Protests against COVID-19 vaccine mandates and other restrictions spread Friday to Manitoba’s capital, where more than two dozen large trucks and farm vehicles blocked the main entrance to the legislature grounds and one block of a nearby street.

Large Canadian and U.S. flags flew from some trucks. Others bore signs with phrases such as “Mandate Freedom.” At least one truck’s horn blared as loudly as a train’s.

“I am just getting tired of being locked down (and) all the mandates coming in,” said Jacob Loewen, who drove in to Winnipeg from the Winkler area, more than an hour to the southwest.

“I had family that were in the hospital that we couldn’t see for a while, and that does hurt.”

Another protester, who did not give his name, said the crowd planned to stay for days.

The event appeared to have an almost festive atmosphere by midday. Classic rock blared from a sound system as people, some offering a thumbs-up, drove by in a loop. Less positive feelings were evident on signs that contained an expletive and the prime minister’s name. A few placards accused the media of lying.

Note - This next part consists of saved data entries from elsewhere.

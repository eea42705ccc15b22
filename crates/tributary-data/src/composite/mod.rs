// Copyright 2025 eraflo
//
// Licensed under the Apache License, Version 2.0 (the "License");
// you may not use this file except in compliance with the License.
// You may obtain a copy of the License at
//
//     http://www.apache.org/licenses/LICENSE-2.0
//
// Unless required by applicable law or agreed to in writing, software
// distributed under the License is distributed on an "AS IS" BASIS,
// WITHOUT WARRANTIES OR CONDITIONS OF ANY KIND, either express or implied.
// See the License for the specific language governing permissions and
// limitations under the License.


//! Composite containers: multi-block trees, multi-piece and partitioned
//! datasets, and partitioned collections.

mod iter;

pub use self::iter::{CompositeItem, CompositeIter, IterOptions};

use crate::error::DataError;
use crate::object::{DataHandle, DataObjectType, DeepClone, HasBounds, HasChildren};
use tributary_core::information::keys;
use tributary_core::{Bounds, Information};

/// Flavour of a [`CompositeData`], deciding which children it accepts.
#[derive(Debug, Clone, Copy, PartialEq, Eq, Hash)]
pub enum CompositeKind {
    /// Any child, nesting allowed.
    MultiBlock,
    /// Non-composite pieces of one dataset.
    MultiPiece,
    /// Non-composite partitions of one dataset.
    Partitioned,
    /// Partitioned datasets only.
    PartitionedCollection,
}

impl CompositeKind {
    /// The matching type tag.
    pub const fn data_type(self) -> DataObjectType {
        match self {
            CompositeKind::MultiBlock => DataObjectType::MultiBlock,
            CompositeKind::MultiPiece => DataObjectType::MultiPiece,
            CompositeKind::Partitioned => DataObjectType::Partitioned,
            CompositeKind::PartitionedCollection => DataObjectType::PartitionedCollection,
        }
    }

    /// Returns `true` if a child of type `child` may be stored.
    pub fn accepts(self, child: DataObjectType) -> bool {
        match self {
            CompositeKind::MultiBlock => true,
            CompositeKind::MultiPiece | CompositeKind::Partitioned => !child.is_composite(),
            CompositeKind::PartitionedCollection => child == DataObjectType::Partitioned,
        }
    }
}

/// One child slot: an optional child plus its metadata (such as `NAME`).
#[derive(Debug, Clone, Default)]
pub struct CompositeSlot {
    data: Option<DataHandle>,
    metadata: Information,
}

impl CompositeSlot {
    /// The child, `None` when the slot is empty.
    pub fn data(&self) -> Option<&DataHandle> {
        self.data.as_ref()
    }

    /// Per-child metadata.
    pub fn metadata(&self) -> &Information {
        &self.metadata
    }
}

/// An ordered list of child slots.
#[derive(Debug, Clone)]
pub struct CompositeData {
    kind: CompositeKind,
    slots: Vec<CompositeSlot>,
}

impl CompositeData {
    /// Creates an empty container.
    pub fn new(kind: CompositeKind) -> Self {
        Self {
            kind,
            slots: Vec::new(),
        }
    }

    /// The container flavour.
    pub fn kind(&self) -> CompositeKind {
        self.kind
    }

    /// Grows with empty slots or truncates, dropping the removed children.
    pub fn set_number_of_children(&mut self, count: usize) {
        self.slots.resize_with(count, CompositeSlot::default);
    }

    /// Stores `child` in slot `index`; `None` empties the slot.
    pub fn set_child(&mut self, index: usize, child: Option<DataHandle>) -> Result<(), DataError> {
        let len = self.slots.len();
        if index >= len {
            return Err(DataError::IndexOutOfRange { index, len });
        }
        if let Some(handle) = &child {
            self.check_child(handle.data_type())?;
        }
        self.slots[index].data = child;
        Ok(())
    }

    /// Appends a slot holding `child` and returns its index.
    pub fn append_child(&mut self, child: Option<DataHandle>) -> Result<usize, DataError> {
        if let Some(handle) = &child {
            self.check_child(handle.data_type())?;
        }
        self.slots.push(CompositeSlot {
            data: child,
            metadata: Information::new(),
        });
        Ok(self.slots.len() - 1)
    }

    /// Removes slot `index`, shifting later slots down.
    pub fn remove_child(&mut self, index: usize) -> Result<Option<DataHandle>, DataError> {
        let len = self.slots.len();
        if index >= len {
            return Err(DataError::IndexOutOfRange { index, len });
        }
        Ok(self.slots.remove(index).data)
    }

    /// Metadata of slot `index`.
    pub fn child_metadata(&self, index: usize) -> Option<&Information> {
        self.slots.get(index).map(|s| &s.metadata)
    }

    /// Metadata of slot `index`, mutably.
    pub fn child_metadata_mut(&mut self, index: usize) -> Option<&mut Information> {
        self.slots.get_mut(index).map(|s| &mut s.metadata)
    }

    /// The `NAME` recorded for slot `index`.
    pub fn child_name(&self, index: usize) -> Option<&str> {
        self.child_metadata(index)?.get(&keys::NAME).map(String::as_str)
    }

    /// Records a `NAME` for slot `index`.
    pub fn set_child_name(&mut self, index: usize, name: impl Into<String>) -> Result<(), DataError> {
        let len = self.slots.len();
        let meta = self
            .child_metadata_mut(index)
            .ok_or(DataError::IndexOutOfRange { index, len })?;
        meta.set(&keys::NAME, name.into());
        Ok(())
    }

    /// Every slot, in order.
    pub fn slots(&self) -> &[CompositeSlot] {
        &self.slots
    }

    /// Iterates over the children.
    pub fn iter(&self, options: IterOptions) -> CompositeIter<'_> {
        CompositeIter::over_composite(self, options)
    }

    /// Number of non-composite objects in the tree, counted recursively.
    pub fn number_of_leaves(&self) -> usize {
        self.iter(IterOptions::default()).count()
    }

    /// Appends a slot without type checks; used when rebuilding a tree
    /// whose leaves were produced by an algorithm.
    pub(crate) fn push_slot(&mut self, data: Option<DataHandle>, metadata: Information) {
        self.slots.push(CompositeSlot { data, metadata });
    }

    fn check_child(&self, child: DataObjectType) -> Result<(), DataError> {
        if self.kind.accepts(child) {
            Ok(())
        } else {
            Err(DataError::InvalidChild {
                parent: self.kind.data_type(),
                child,
            })
        }
    }
}

impl HasChildren for CompositeData {
    fn number_of_children(&self) -> usize {
        self.slots.len()
    }

    fn child(&self, index: usize) -> Option<&DataHandle> {
        self.slots.get(index).and_then(|s| s.data.as_ref())
    }
}

impl HasBounds for CompositeData {
    fn bounds(&self) -> Bounds {
        self.slots
            .iter()
            .filter_map(|s| s.data.as_ref())
            .fold(Bounds::INVALID, |acc, child| acc.merge(&child.bounds()))
    }
}

impl DeepClone for CompositeData {
    fn deep_clone(&self) -> Self {
        Self {
            kind: self.kind,
            slots: self
                .slots
                .iter()
                .map(|s| CompositeSlot {
                    data: s.data.as_ref().map(DeepClone::deep_clone),
                    metadata: s.metadata.clone(),
                })
                .collect(),
        }
    }
}
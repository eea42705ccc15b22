// Copyright 2025 eraflo
//
// Licensed under the Apache License, Version 2.0 (the "License");
// you may not use this file except in compliance with the License.
// You may obtain a copy of the License at
//
//     http://www.apache.org/licenses/LICENSE-2.0
//
// Unless required by applicable law or agreed to in writing, software
// distributed under the License is distributed on an "AS IS" BASIS,
// WITHOUT WARRANTIES OR CONDITIONS OF ANY KIND, either express or implied.
// See the License for the specific language governing permissions and
// limitations under the License.


//! Synchronous observer dispatch and asynchronous event channels.
//!
//! Two complementary mechanisms live here:
//!
//! - [`Subject`]: the synchronous, priority-ordered observer list attached to
//!   every data object and pipeline node. Dispatch happens on the caller's
//!   stack and observers may mutate the list while it is being walked.
//! - [`EventBus`]: a generic, thread-safe MPSC channel used to ship execution
//!   records to consumers that must not run inside the pipeline's call tree
//!   (telemetry, logging sinks).

mod bus;
mod observer;

pub use self::bus::EventBus;
pub use self::observer::{EventContext, ObserverTag, Subject};

/// The kind of an event dispatched through a [`Subject`].
#[derive(Debug, Clone, Copy, PartialEq, Eq, Hash)]
pub enum EventKind {
    /// Wildcard: an observer registered for `Any` receives every event.
    Any,
    /// The object's modification time advanced.
    Modified,
    /// The object is being torn down. Fired exactly once.
    Delete,
    /// An algorithm started its data pass.
    Start,
    /// An algorithm finished its data pass.
    End,
    /// Progress report; the payload is an `f64` in `[0, 1]`.
    Progress,
    /// An algorithm reported an error; the payload is a `String`.
    Error,
    /// An algorithm reported a warning; the payload is a `String`.
    Warning,
    /// Execution was aborted on request.
    Abort,
    /// Application-defined event.
    User(u32),
}

impl EventKind {
    /// Returns `true` if an observer registered for `self` should receive `event`.
    #[inline]
    pub fn accepts(self, event: EventKind) -> bool {
        self == EventKind::Any || self == event
    }
}
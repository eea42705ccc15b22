// Copyright 2025 eraflo
//
// Licensed under the Apache License, Version 2.0 (the "License");
// you may not use this file except in compliance with the License.
// You may obtain a copy of the License at
//
//     http://www.apache.org/licenses/LICENSE-2.0
//
// Unless required by applicable law or agreed to in writing, software
// distributed under the License is distributed on an "AS IS" BASIS,
// WITHOUT WARRANTIES OR CONDITIONS OF ANY KIND, either express or implied.
// See the License for the specific language governing permissions and
// limitations under the License.


//! Object to text.

use super::{dataset_keyword, escape_name, LegacyFormatError, HEADER};
use tributary_data::{
    AmrData, ArrayValues, CompositeData, DataArray, DataKind, DataObject, DataObjectType,
    FieldData, ImageGrid, UnstructuredGrid,
};

const VALUES_PER_LINE: usize = 9;

#[derive(Default)]
struct Emitter {
    out: String,
}

impl Emitter {
    fn line(&mut self, text: impl AsRef<str>) {
        self.out.push_str(text.as_ref());
        self.out.push('\n');
    }

    fn values<T: ToString>(&mut self, values: impl IntoIterator<Item = T>, per_line: usize) {
        let mut row = Vec::with_capacity(per_line);
        for value in values {
            row.push(value.to_string());
            if row.len() == per_line {
                self.line(row.join(" "));
                row.clear();
            }
        }
        if !row.is_empty() {
            self.line(row.join(" "));
        }
    }

    fn array(&mut self, array: &DataArray) {
        self.line(format!(
            "{} {} {} {}",
            escape_name(array.name()),
            array.components(),
            array.number_of_tuples(),
            array.type_name()
        ));
        match array.values() {
            ArrayValues::Float64(v) => self.values(v.iter(), VALUES_PER_LINE),
            ArrayValues::Int32(v) => self.values(v.iter(), VALUES_PER_LINE),
            ArrayValues::UInt8(v) => self.values(v.iter(), VALUES_PER_LINE),
        }
    }

    fn field(&mut self, field: &FieldData) {
        self.line(format!("FIELD FieldData {}", field.len()));
        for array in field.iter() {
            self.array(array);
        }
    }

    fn attributes(&mut self, keyword: &str, count: usize, field: &FieldData) {
        if field.is_empty() {
            return;
        }
        self.line(format!("{keyword} {count}"));
        self.field(field);
    }

    fn points(&mut self, points: &DataArray) {
        let n = points.number_of_tuples();
        self.line(format!("POINTS {n} double"));
        self.values(
            (0..n).flat_map(|t| (0..3).map(move |c| points.component(t, c).unwrap_or(0.0))),
            VALUES_PER_LINE,
        );
    }

    fn object(&mut self, object: &DataObject) -> Result<(), LegacyFormatError> {
        let data_type = object.data_type();
        let keyword = dataset_keyword(data_type).ok_or(LegacyFormatError::Unsupported(data_type))?;
        self.line(format!("DATASET {keyword}"));
        if !object.field_data().is_empty() {
            self.field(object.field_data());
        }
        match object.kind() {
            DataKind::Composite(composite) => self.children(composite, data_type)?,
            DataKind::Amr(amr) => self.amr(amr)?,
            DataKind::ImageGrid(grid) => self.image(grid),
            DataKind::PointSet(set) => {
                self.points(set.points());
                self.attributes("POINT_DATA", set.number_of_points(), set.point_data());
            }
            DataKind::UnstructuredGrid(grid) => self.unstructured(grid),
            DataKind::Table(table) => {
                self.line(format!("ROW_DATA {}", table.number_of_rows()));
                self.field(table.columns());
            }
            _ => return Err(LegacyFormatError::Unsupported(data_type)),
        }
        Ok(())
    }

    fn children(
        &mut self,
        composite: &CompositeData,
        data_type: DataObjectType,
    ) -> Result<(), LegacyFormatError> {
        self.line(format!("CHILDREN {}", composite.slots().len()));
        for (index, slot) in composite.slots().iter().enumerate() {
            let id = slot.data().map_or(-1, |d| d.data_type().legacy_id());
            match composite.child_name(index) {
                Some(name) => self.line(format!("CHILD {id} [{}]", name.replace('\n', " "))),
                None => self.line(format!("CHILD {id}")),
            }
            if let Some(child) = slot.data() {
                self.object(child)?;
            }
            self.line("ENDCHILD");
        }
        if data_type == DataObjectType::PartitionedCollection {
            self.line("DATAASSEMBLY 0");
        }
        Ok(())
    }

    fn amr(&mut self, amr: &AmrData) -> Result<(), LegacyFormatError> {
        let levels = amr.number_of_levels();
        let [ox, oy, oz] = amr.origin();
        self.line(format!("GRID_DESCRIPTION {}", amr.grid_description().code()));
        self.line(format!("ORIGIN {ox} {oy} {oz}"));
        self.line(format!("LEVELS {levels}"));
        for level in 0..levels {
            let [dx, dy, dz] = amr.spacing(level).unwrap_or_default();
            self.line(format!("{} {dx} {dy} {dz}", amr.number_of_blocks(level)));
        }

        let boxes: Vec<[i32; 6]> = (0..levels)
            .flat_map(|level| (0..amr.number_of_blocks(level)).map(move |index| (level, index)))
            .map(|(level, index)| {
                amr.amr_box(level, index)
                    .map_or([0, 0, 0, -1, -1, -1], |b| b.serialize())
            })
            .collect();
        self.line(format!("AMRBOXES {} 6", boxes.len()));
        for packed in &boxes {
            self.values(packed.iter(), 6);
        }

        for level in 0..levels {
            for index in 0..amr.number_of_blocks(level) {
                if let Some(block) = amr.block(level, index) {
                    self.line(format!("CHILD {level} {index}"));
                    self.object(block)?;
                    self.line("ENDCHILD");
                }
            }
        }
        Ok(())
    }

    fn image(&mut self, grid: &ImageGrid) {
        let [x0, x1, y0, y1, z0, z1] = grid.extent().0;
        let [ox, oy, oz] = grid.origin();
        let [sx, sy, sz] = grid.spacing();
        self.line(format!("EXTENT {x0} {x1} {y0} {y1} {z0} {z1}"));
        self.line(format!("ORIGIN {ox} {oy} {oz}"));
        self.line(format!("SPACING {sx} {sy} {sz}"));
        self.attributes("POINT_DATA", grid.number_of_points(), grid.point_data());
        self.attributes("CELL_DATA", grid.number_of_cells(), grid.cell_data());
    }

    fn unstructured(&mut self, grid: &UnstructuredGrid) {
        self.points(grid.points());
        let size: usize = grid.cells().map(|(_, ids)| ids.len() + 1).sum();
        self.line(format!("CELLS {} {size}", grid.number_of_cells()));
        for (_, ids) in grid.cells() {
            let mut row = vec![ids.len().to_string()];
            row.extend(ids.iter().map(ToString::to_string));
            self.line(row.join(" "));
        }
        self.line(format!("CELL_TYPES {}", grid.number_of_cells()));
        self.values(grid.cells().map(|(cell, _)| cell.legacy_id()), VALUES_PER_LINE);
        self.attributes("POINT_DATA", grid.number_of_points(), grid.point_data());
        self.attributes("CELL_DATA", grid.number_of_cells(), grid.cell_data());
    }
}

/// Encodes `object` as a complete legacy file.
///
/// Newlines in `title` are replaced by spaces.
pub fn to_legacy_string(object: &DataObject, title: &str) -> Result<String, LegacyFormatError> {
    let mut emitter = Emitter::default();
    emitter.line(HEADER);
    emitter.line(title.replace(['\n', '\r'], " "));
    emitter.line("ASCII");
    emitter.object(object)?;
    Ok(emitter.out)
}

Ottawa police say more officers will be deployed downtown as thousands of protesters are expected this weekend

A small counter-protest, involving less than a dozen people, was held nearby. One was dressed as the Grim Reaper with a sign saying “Get vaxxed, I need a vacation.” Another carried a sign that said “Honk if you love abortion”.

Legislature security had prepared for the protest. Entrances that were already blocked off with gates or concrete barriers were reinforced – in one case with a wall of snow.

The main entrance to the legislature grounds, usually partially open to allow vehicles to park after checking in with a security guard, was closed off completely by a row of large truck cabins involved in the protest.

Traffic was still moving on the street that runs in front of the legislature, but it was inching along as protesters lined both sides of the street and stood on the middle boulevard.

The government had already urged people to work from home, so the building was almost empty. Police urged drivers to avoid the area.

“We continue to be in communication with the organizers,” Winnipeg Police Service said in a social media post.

“They advise they are committed to keeping traffic flowing and have asked all participants to sign a code of conduct to be part of the event.”